La sécheresse associée au phénomène El Niño frappe le corridor sec centraméricain, réduit les récoltes de maïs et oblige des milliers de familles à rationner leurs repas ou à acheter des produits qu'elles obtenaient auparavant sur leurs propres parcelles.
Dans les communautés rurales du Honduras, du Guatemala, du Salvador, du Nicaragua et du Costa Rica, le manque de pluie a altéré la production agricole de subsistance et réduit les réserves d'eau pour la consommation humaine et les activités économiques. Le panorama comprend des récoltes perdues, des animaux morts ou vendus à bas prix et des familles confrontées à la hausse des prix des denrées alimentaires.
« Parfois je me mets à pleurer. Parfois tu manges, parfois tu ne manges pas », a déclaré Lidia Ochoa, une habitante de 76 ans de San Lorenzo, dans le sud du Honduras. La femme a expliqué que les ménages de la région ont réduit la quantité de nourriture qu'ils consomment en raison de la perte des récoltes et de la hausse des prix.

À San Lorenzo, les terres de Francisco Molina, agriculteur et éleveur de 48 ans, devraient présenter des cultures de maïs à cette période de l'année. En revanche, le sol sec et les ossements de bétail reflètent les conséquences du manque d’eau.
La perte des récoltes affecte directement les familles paysannes car une bonne partie de la production est destinée à l’autoconsommation. Lorsqu’il n’y a pas assez de maïs, ils doivent l’acheter sur les marchés locaux, même si leurs revenus dépendent d’activités également affectées par la sécheresse.

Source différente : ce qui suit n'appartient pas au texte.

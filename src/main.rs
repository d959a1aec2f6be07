mod api;
mod config;
mod firebase;
mod models;
mod services;
mod state;
mod utils;

use actix_cors::Cors;
use actix_web::{middleware::Logger, web, App, HttpServer};
use dotenv::dotenv;
use std::io::{Error, ErrorKind};
use utoipa::OpenApi;
use utoipa_swagger_ui::SwaggerUi;

#[actix_web::main]
async fn main() -> std::io::Result<()> {
    // Load environment variables
    dotenv().ok();

    // Initialize logger
    env_logger::init_from_env(env_logger::Env::new().default_filter_or("info"));

    let config = config::Config::from_env().map_err(|e| Error::new(ErrorKind::InvalidInput, e))?;

    log::info!("🚀 Starting Chat Relay...");
    log::info!("🧩 Backend: {:?}", config.backend);
    if let Some(url) = &config.database_url {
        log::info!("📡 Realtime database configured: {}", url);
    }

    let state = state::AppState::from_config(&config)
        .map_err(|e| Error::new(ErrorKind::Other, e.to_string()))?;

    state.check_store_connection().await;

    let state_data = web::Data::new(state);
    let allowed_origins = config.allowed_origins.clone();

    log::info!("🌐 Server starting on {}:{}", config.host, config.port);
    log::info!("📚 Swagger UI available at: http://{}:{}/swagger-ui/", config.host, config.port);

    HttpServer::new(move || {
        // Empty origin list allows any origin
        let origins = if allowed_origins.is_empty() {
            Cors::default().allow_any_origin()
        } else {
            allowed_origins
                .iter()
                .fold(Cors::default(), |cors, origin| cors.allowed_origin(origin))
        };
        let cors = origins
            .allowed_methods(vec!["GET", "POST", "OPTIONS"])
            .allowed_headers(vec![
                actix_web::http::header::AUTHORIZATION,
                actix_web::http::header::CONTENT_TYPE,
                actix_web::http::header::ACCEPT,
            ])
            .max_age(3600);

        let openapi = api::swagger::ApiDoc::openapi();

        App::new()
            .app_data(state_data.clone())
            .wrap(cors)
            .wrap(Logger::default())
            .service(
                SwaggerUi::new("/swagger-ui/{_:.*}")
                    .url("/api-docs/openapi.json", openapi)
            )
            .configure(api::configure)
    })
    .bind((config.host.as_str(), config.port))?
    .run()
    .await
}
use actix_web::{http::StatusCode, HttpResponse, ResponseError};
use std::fmt;

#[derive(Debug, Clone, PartialEq)]
pub enum AppError {
    /// Request body or query failed validation
    Validation(String),
    /// Required query parameters absent (reported under `error`, not `message`)
    MissingParameters(String),
    /// Identity provider rejected the call
    Identity(String),
    /// Document store call failed
    Store(String),
    /// Push dispatch failed
    Push(String),
    Auth(String),
    NotFound(String),
    Internal(String),
}

impl AppError {
    /// Raw text surfaced to the client.
    pub fn message(&self) -> &str {
        match self {
            AppError::Validation(msg)
            | AppError::MissingParameters(msg)
            | AppError::Identity(msg)
            | AppError::Store(msg)
            | AppError::Push(msg)
            | AppError::Auth(msg)
            | AppError::NotFound(msg)
            | AppError::Internal(msg) => msg,
        }
    }
}

impl fmt::Display for AppError {
    fn fmt(&self, f: &mut fmt::Formatter<'_>) -> fmt::Result {
        match self {
            AppError::Validation(msg) => write!(f, "Validation error: {}", msg),
            AppError::MissingParameters(msg) => write!(f, "Missing parameters: {}", msg),
            AppError::Identity(msg) => write!(f, "Identity error: {}", msg),
            AppError::Store(msg) => write!(f, "Document store error: {}", msg),
            AppError::Push(msg) => write!(f, "Push error: {}", msg),
            AppError::Auth(msg) => write!(f, "Auth error: {}", msg),
            AppError::NotFound(msg) => write!(f, "Not found: {}", msg),
            AppError::Internal(msg) => write!(f, "Internal error: {}", msg),
        }
    }
}

impl std::error::Error for AppError {}

impl ResponseError for AppError {
    fn status_code(&self) -> StatusCode {
        match self {
            AppError::Validation(_)
            | AppError::MissingParameters(_)
            | AppError::Identity(_)
            | AppError::Store(_)
            | AppError::Push(_) => StatusCode::BAD_REQUEST,
            AppError::Auth(_) => StatusCode::UNAUTHORIZED,
            AppError::NotFound(_) => StatusCode::NOT_FOUND,
            AppError::Internal(_) => StatusCode::INTERNAL_SERVER_ERROR,
        }
    }

    fn error_response(&self) -> HttpResponse {
        let body = match self {
            AppError::MissingParameters(msg) => serde_json::json!({ "error": msg }),
            other => serde_json::json!({ "message": other.message() }),
        };
        HttpResponse::build(self.status_code()).json(body)
    }
}

impl From<reqwest::Error> for AppError {
    fn from(err: reqwest::Error) -> Self {
        AppError::Internal(err.to_string())
    }
}

impl From<jsonwebtoken::errors::Error> for AppError {
    fn from(err: jsonwebtoken::errors::Error) -> Self {
        AppError::Internal(format!("Failed to sign token: {}", err))
    }
}

impl From<bcrypt::BcryptError> for AppError {
    fn from(err: bcrypt::BcryptError) -> Self {
        AppError::Internal(format!("Password hashing error: {}", err))
    }
}

#[cfg(test)]
mod tests {
    use super::*;

    #[test]
    fn test_status_codes() {
        assert_eq!(AppError::Validation("x".into()).status_code(), StatusCode::BAD_REQUEST);
        assert_eq!(AppError::Identity("x".into()).status_code(), StatusCode::BAD_REQUEST);
        assert_eq!(AppError::Auth("x".into()).status_code(), StatusCode::UNAUTHORIZED);
        assert_eq!(AppError::NotFound("x".into()).status_code(), StatusCode::NOT_FOUND);
        assert_eq!(AppError::Internal("x".into()).status_code(), StatusCode::INTERNAL_SERVER_ERROR);
    }

    #[test]
    fn test_message_is_raw_text() {
        let err = AppError::Store("No document to update".into());
        assert_eq!(err.message(), "No document to update");
        assert_eq!(err.to_string(), "Document store error: No document to update");
    }
}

Dans un village de la municipalité de Cunén, au nord du Guatemala, la dirigeante indigène Elvira Pasá prévoyait que la production de maïs serait complètement perdue. Il a également déclaré que ses voisins paient déjà les céréales 50 % plus cher que dans des conditions normales.
Les gouvernements de la région ont déclaré l'état d'urgence en raison de l'impact de la sécheresse, même si dans plusieurs communautés, l'aide ne couvre pas les besoins existants. Une partie de la population dépend des organisations non gouvernementales (ONG) pour l'aide alimentaire et l'accès à l'eau.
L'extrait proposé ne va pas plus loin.